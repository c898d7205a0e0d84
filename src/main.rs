use anyhow::Result;
use clap::{Parser, Subcommand};
use std::path::PathBuf;

mod cli;

#[derive(Parser)]
#[command(name = "loyalty")]
#[command(about = "Loyalty points ledger and rules engine")]
#[command(version)]
struct Cli {
    /// Path to the config file (defaults to ~/.loyalty/config.toml)
    #[arg(short, long, global = true)]
    config: Option<PathBuf>,

    /// Path to the ledger database (defaults to ~/.loyalty/ledger.db)
    #[arg(long, global = true)]
    db: Option<PathBuf>,

    /// Enable verbose logging
    #[arg(short, long, global = true)]
    verbose: bool,

    #[command(subcommand)]
    command: Commands,
}

#[derive(Subcommand)]
enum Commands {
    /// Write a default configuration file
    Init {
        /// Overwrite existing config file
        #[arg(long)]
        force: bool,
    },

    /// Load and validate the configuration
    CheckConfig,

    /// Enroll a user as a member
    Enroll {
        user_id: String,
        /// Referral code of the member who invited this user
        #[arg(long)]
        referral_code: Option<String>,
    },

    /// Award points for an external event
    Award {
        member_id: String,
        /// Points before the tier multiplier
        points: i64,
        /// Idempotency key, e.g. the order id
        #[arg(long)]
        dedup_key: String,
        #[arg(long, default_value = "purchase")]
        source: String,
        #[arg(long)]
        source_id: Option<String>,
    },

    /// Redeem points for a reward
    Redeem {
        member_id: String,
        reward_id: String,
        #[arg(long)]
        dedup_key: Option<String>,
    },

    /// Show a member's balance and tier
    Balance { member_id: String },

    /// Print a member's transaction log as JSON
    History { member_id: String },

    /// Credit a referral pair
    Referral {
        referral_code: String,
        new_member_id: String,
    },

    /// Manually adjust a member's balance
    Adjust {
        member_id: String,
        #[arg(allow_hyphen_values = true)]
        points: i64,
        #[arg(long)]
        reason: String,
        #[arg(long)]
        dedup_key: String,
    },

    /// Set a member's status (active, inactive, suspended)
    Status { member_id: String, status: String },

    /// Challenge participation and leaderboards
    Challenge {
        #[command(subcommand)]
        command: ChallengeCommands,
    },

    /// Expire due points and reconcile running totals
    Sweep {
        /// Keep running on the configured interval until Ctrl-C
        #[arg(long)]
        watch: bool,
    },
}

#[derive(Subcommand)]
enum ChallengeCommands {
    /// Join a challenge
    Join {
        member_id: String,
        challenge_id: String,
    },
    /// Report progress toward a challenge
    Progress {
        member_id: String,
        challenge_id: String,
        delta: i64,
    },
    /// Show the leaderboard of a challenge
    Leaderboard { challenge_id: String },
}

#[tokio::main]
async fn main() -> Result<()> {
    let cli = Cli::parse();

    // Initialize logging
    let log_level = if cli.verbose { "debug" } else { "info" };
    tracing_subscriber::fmt()
        .with_env_filter(
            tracing_subscriber::EnvFilter::try_from_default_env()
                .unwrap_or_else(|_| tracing_subscriber::EnvFilter::new(log_level)),
        )
        .init();

    let paths = cli::Paths::new(cli.config, cli.db);

    match cli.command {
        Commands::Init { force } => {
            cli::init::init_command(&paths, force)?;
        }
        Commands::CheckConfig => {
            cli::init::check_config_command(&paths)?;
        }
        Commands::Enroll {
            user_id,
            referral_code,
        } => {
            cli::member::enroll_command(&paths, &user_id, referral_code.as_deref())?;
        }
        Commands::Award {
            member_id,
            points,
            dedup_key,
            source,
            source_id,
        } => {
            cli::points::award_command(&paths, &member_id, points, &source, source_id, &dedup_key)?;
        }
        Commands::Redeem {
            member_id,
            reward_id,
            dedup_key,
        } => {
            cli::points::redeem_command(&paths, &member_id, &reward_id, dedup_key.as_deref())?;
        }
        Commands::Balance { member_id } => {
            cli::member::balance_command(&paths, &member_id)?;
        }
        Commands::History { member_id } => {
            cli::member::history_command(&paths, &member_id)?;
        }
        Commands::Referral {
            referral_code,
            new_member_id,
        } => {
            cli::member::referral_command(&paths, &referral_code, &new_member_id)?;
        }
        Commands::Adjust {
            member_id,
            points,
            reason,
            dedup_key,
        } => {
            cli::points::adjust_command(&paths, &member_id, points, &reason, &dedup_key)?;
        }
        Commands::Status { member_id, status } => {
            cli::member::status_command(&paths, &member_id, &status)?;
        }
        Commands::Challenge { command } => match command {
            ChallengeCommands::Join {
                member_id,
                challenge_id,
            } => {
                cli::challenge::join_command(&paths, &member_id, &challenge_id)?;
            }
            ChallengeCommands::Progress {
                member_id,
                challenge_id,
                delta,
            } => {
                cli::challenge::progress_command(&paths, &member_id, &challenge_id, delta)?;
            }
            ChallengeCommands::Leaderboard { challenge_id } => {
                cli::challenge::leaderboard_command(&paths, &challenge_id)?;
            }
        },
        Commands::Sweep { watch } => {
            cli::sweep::sweep_command(&paths, watch).await?;
        }
    }

    Ok(())
}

**WORK ORDER**
Each line with "defaults" in it must be identified and copied from the material.

**ANSWER TO THIS TASK**
    /// Path to the config file (defaults to ~/.loyalty/config.toml)
    /// Path to the ledger database (defaults to ~/.loyalty/ledger.db)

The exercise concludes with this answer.